//! Immutable facts promoted from repeatedly-successful learnings.

use serde::{Deserialize, Serialize};

/// A learning promoted to fact status after `fact_promotion_threshold`
/// successful outcomes referencing it. Immutable once created; keyed by
/// `content_key` for O(1) lookup from `FeedbackEngine::record_outcome`.
#[non_exhaustive]
#[derive(Debug, Clone, Serialize, Deserialize)]
#[serde(rename_all = "camelCase")]
pub struct Fact {
    pub id: i64,
    pub source_memory_id: i64,
    pub content_key: String,
    pub content: String,
    pub promoted_at: chrono::DateTime<chrono::Utc>,
}
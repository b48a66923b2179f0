//! Memory - the fundamental unit of persistent project knowledge
//!
//! Each memory is a timestamped record of a decision, pattern, warning,
//! learning, or fact about a codebase, carrying bi-temporal validity,
//! usage statistics, and the feedback signals the ranking pipeline reads.

use std::collections::BTreeSet;

use chrono::{DateTime, Utc};
use serde::{Deserialize, Serialize};

// ============================================================================
// CATEGORY
// ============================================================================

/// Kind of knowledge a memory records.
///
/// Patterns and warnings never fade at ranking time; decisions and learnings
/// decay with a 30-day half-life applied to `now - valid_time`.
#[non_exhaustive]
#[derive(Debug, Clone, Copy, PartialEq, Eq, Serialize, Deserialize, Default)]
#[serde(rename_all = "lowercase")]
pub enum Category {
    Decision,
    Pattern,
    Warning,
    #[default]
    Learning,
    Fact,
}

impl Category {
    pub fn as_str(&self) -> &'static str {
        match self {
            Category::Decision => "decision",
            Category::Pattern => "pattern",
            Category::Warning => "warning",
            Category::Learning => "learning",
            Category::Fact => "fact",
        }
    }

    pub fn parse_name(s: &str) -> Option<Self> {
        match s.to_lowercase().as_str() {
            "decision" => Some(Category::Decision),
            "pattern" => Some(Category::Pattern),
            "warning" => Some(Category::Warning),
            "learning" => Some(Category::Learning),
            "fact" => Some(Category::Fact),
            _ => None,
        }
    }

    /// Patterns and warnings are exempt from the recency half-life boost.
    pub fn decays(&self) -> bool {
        matches!(self, Category::Decision | Category::Learning)
    }
}

impl std::fmt::Display for Category {
    fn fmt(&self, f: &mut std::fmt::Formatter<'_>) -> std::fmt::Result {
        write!(f, "{}", self.as_str())
    }
}

// ============================================================================
// OUTCOME
// ============================================================================

/// Result of a `reflect.outcome` call against a memory.
#[derive(Debug, Clone, Serialize, Deserialize)]
#[serde(rename_all = "camelCase")]
pub struct Outcome {
    pub worked: bool,
    pub text: Option<String>,
    pub recorded_at: DateTime<Utc>,
}

// ============================================================================
// MEMORY
// ============================================================================

/// A single inscribed memory.
///
/// `transaction_time` is write-once and never mutated after insertion;
/// `valid_time` records when the stated fact was true and may be backfilled
/// via `happened_at` at insertion time only.
#[non_exhaustive]
#[derive(Debug, Clone, Serialize, Deserialize)]
#[serde(rename_all = "camelCase")]
pub struct Memory {
    /// Monotonically increasing id, unique per project.
    pub id: i64,
    pub category: Category,
    pub content: String,
    pub rationale: Option<String>,
    pub context: Option<String>,
    pub tags: BTreeSet<String>,
    /// Normalized project-relative path, if any.
    pub file_path: Option<String>,
    /// Extracted class/function/module identifiers.
    pub entities: BTreeSet<String>,

    pub valid_time: DateTime<Utc>,
    pub transaction_time: DateTime<Utc>,

    pub superseded_by: Option<i64>,
    pub archived: bool,
    pub pinned: bool,

    pub importance_score: f64,
    pub surprise_score: f64,

    pub outcome: Option<Outcome>,

    pub recall_count: i64,
    pub last_recalled_at: Option<DateTime<Utc>>,

    /// Set once an index-write fails after commit; excluded from retrieval
    /// until a background repair clears it.
    #[serde(default)]
    pub pending_reindex: bool,
}

impl Memory {
    /// True at `time` iff the memory was valid then.
    pub fn is_valid_at(&self, time: DateTime<Utc>) -> bool {
        self.valid_time <= time
    }

    pub fn half_life_days(&self) -> Option<f64> {
        if self.category.decays() {
            Some(30.0)
        } else {
            None
        }
    }
}

// ============================================================================
// INPUT TYPES
// ============================================================================

/// Draft submitted to `Store::put_memory` / `inscribe.remember`.
///
/// Uses `deny_unknown_fields` to prevent field injection from a malformed
/// tool call.
#[derive(Debug, Clone, Serialize, Deserialize)]
#[serde(rename_all = "camelCase", deny_unknown_fields)]
pub struct MemoryDraft {
    pub category: String,
    pub content: String,
    #[serde(default)]
    pub rationale: Option<String>,
    #[serde(default)]
    pub context: Option<String>,
    #[serde(default)]
    pub tags: Vec<String>,
    #[serde(default)]
    pub file_path: Option<String>,
    #[serde(default)]
    pub entities: Vec<String>,
    /// Backfilled valid_time; must be `<= now`. Defaults to transaction_time.
    #[serde(default)]
    pub happened_at: Option<DateTime<Utc>>,
    #[serde(default)]
    pub pinned: bool,
}

/// Filter accepted by `Store::iter_memories`.
#[derive(Debug, Clone, Default, Serialize, Deserialize)]
#[serde(rename_all = "camelCase", deny_unknown_fields)]
pub struct MemoryFilter {
    #[serde(default)]
    pub categories: Vec<String>,
    #[serde(default)]
    pub tags: Vec<String>,
    #[serde(default)]
    pub file_prefix: Option<String>,
    #[serde(default)]
    pub since: Option<DateTime<Utc>>,
    #[serde(default)]
    pub until: Option<DateTime<Utc>>,
    #[serde(default)]
    pub include_archived: bool,
}

/// A memory plus the score breakdown produced by the hybrid retriever.
#[derive(Debug, Clone, Serialize, Deserialize)]
#[serde(rename_all = "camelCase")]
pub struct ScoredMemory {
    pub memory: Memory,
    pub lexical_rank: Option<usize>,
    pub vector_rank: Option<usize>,
    pub fused_score: f64,
    pub boosts_applied: Vec<String>,
}

#[cfg(test)]
mod tests {
    use super::*;

    #[test]
    fn category_roundtrip() {
        for c in [
            Category::Decision,
            Category::Pattern,
            Category::Warning,
            Category::Learning,
            Category::Fact,
        ] {
            assert_eq!(Category::parse_name(c.as_str()), Some(c));
        }
        assert_eq!(Category::parse_name("bogus"), None);
    }

    #[test]
    fn decay_applies_only_to_decisions_and_learnings() {
        assert!(Category::Decision.decays());
        assert!(Category::Learning.decays());
        assert!(!Category::Pattern.decays());
        assert!(!Category::Warning.decays());
        assert!(!Category::Fact.decays());
    }

    #[test]
    fn memory_draft_deny_unknown_fields() {
        let json = r#"{"category": "decision", "content": "use JWT", "tags": []}"#;
        let result: Result<MemoryDraft, _> = serde_json::from_str(json);
        assert!(result.is_ok());

        let json_bad = r#"{"category": "decision", "content": "use JWT", "evil": 1}"#;
        let result: Result<MemoryDraft, _> = serde_json::from_str(json_bad);
        assert!(result.is_err());
    }

    #[test]
    fn is_valid_at_checks_valid_time_only() {
        let now = Utc::now();
        let mem = Memory {
            id: 1,
            category: Category::Fact,
            content: "x".into(),
            rationale: None,
            context: None,
            tags: BTreeSet::new(),
            file_path: None,
            entities: BTreeSet::new(),
            valid_time: now - chrono::Duration::days(1),
            transaction_time: now,
            superseded_by: None,
            archived: false,
            pinned: false,
            importance_score: 0.5,
            surprise_score: 0.0,
            outcome: None,
            recall_count: 0,
            last_recalled_at: None,
            pending_reindex: false,
        };
        assert!(mem.is_valid_at(now));
        assert!(!mem.is_valid_at(now - chrono::Duration::days(2)));
    }
}
//! Governance records: rules enforced by `govern.*` and auto-recall triggers.

use serde::{Deserialize, Serialize};

/// Governance record surfaced by `govern.add_rule` / `govern.update_rule`.
#[non_exhaustive]
#[derive(Debug, Clone, Serialize, Deserialize)]
#[serde(rename_all = "camelCase")]
pub struct Rule {
    pub id: i64,
    pub trigger_phrase: String,
    pub must_do: Vec<String>,
    pub must_not: Vec<String>,
    pub ask_first: Vec<String>,
    pub warnings: Vec<String>,
    pub priority: i32,
    pub enabled: bool,
    pub created_at: chrono::DateTime<chrono::Utc>,
}

/// Draft accepted by `govern.add_rule` / `govern.update_rule`.
#[derive(Debug, Clone, Serialize, Deserialize)]
#[serde(rename_all = "camelCase", deny_unknown_fields)]
pub struct RuleDraft {
    pub trigger_phrase: String,
    #[serde(default)]
    pub must_do: Vec<String>,
    #[serde(default)]
    pub must_not: Vec<String>,
    #[serde(default)]
    pub ask_first: Vec<String>,
    #[serde(default)]
    pub warnings: Vec<String>,
    #[serde(default)]
    pub priority: i32,
    #[serde(default = "default_enabled")]
    pub enabled: bool,
}

fn default_enabled() -> bool {
    true
}

/// Auto-recall condition matched against a file path, tag set, or entity set.
#[non_exhaustive]
#[derive(Debug, Clone, Serialize, Deserialize)]
#[serde(rename_all = "camelCase")]
pub struct Trigger {
    pub id: i64,
    pub pattern: String,
    pub recall_topic: String,
    pub category_filter: Vec<String>,
}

_WHAT TO WORK ON_: Quote the data above from the line containing "pub struct ScoredMemory" to the line containing "and auto-recall triggers.", inclusive, and stop.

_REPLY_:
pub struct ScoredMemory {
    pub memory: Memory,
    pub lexical_rank: Option<usize>,
    pub vector_rank: Option<usize>,
    pub fused_score: f64,
    pub boosts_applied: Vec<String>,
}

#[cfg(test)]
mod tests {
    use super::*;

    #[test]
    fn category_roundtrip() {
        for c in [
            Category::Decision,
            Category::Pattern,
            Category::Warning,
            Category::Learning,
            Category::Fact,
        ] {
            assert_eq!(Category::parse_name(c.as_str()), Some(c));
        }
        assert_eq!(Category::parse_name("bogus"), None);
    }

    #[test]
    fn decay_applies_only_to_decisions_and_learnings() {
        assert!(Category::Decision.decays());
        assert!(Category::Learning.decays());
        assert!(!Category::Pattern.decays());
        assert!(!Category::Warning.decays());
        assert!(!Category::Fact.decays());
    }

    #[test]
    fn memory_draft_deny_unknown_fields() {
        let json = r#"{"category": "decision", "content": "use JWT", "tags": []}"#;
        let result: Result<MemoryDraft, _> = serde_json::from_str(json);
        assert!(result.is_ok());

        let json_bad = r#"{"category": "decision", "content": "use JWT", "evil": 1}"#;
        let result: Result<MemoryDraft, _> = serde_json::from_str(json_bad);
        assert!(result.is_err());
    }

    #[test]
    fn is_valid_at_checks_valid_time_only() {
        let now = Utc::now();
        let mem = Memory {
            id: 1,
            category: Category::Fact,
            content: "x".into(),
            rationale: None,
            context: None,
            tags: BTreeSet::new(),
            file_path: None,
            entities: BTreeSet::new(),
            valid_time: now - chrono::Duration::days(1),
            transaction_time: now,
            superseded_by: None,
            archived: false,
            pinned: false,
            importance_score: 0.5,
            surprise_score: 0.0,
            outcome: None,
            recall_count: 0,
            last_recalled_at: None,
            pending_reindex: false,
        };
        assert!(mem.is_valid_at(now));
        assert!(!mem.is_valid_at(now - chrono::Duration::days(2)));
    }
}
//! Governance records: rules enforced by `govern.*` and auto-recall triggers.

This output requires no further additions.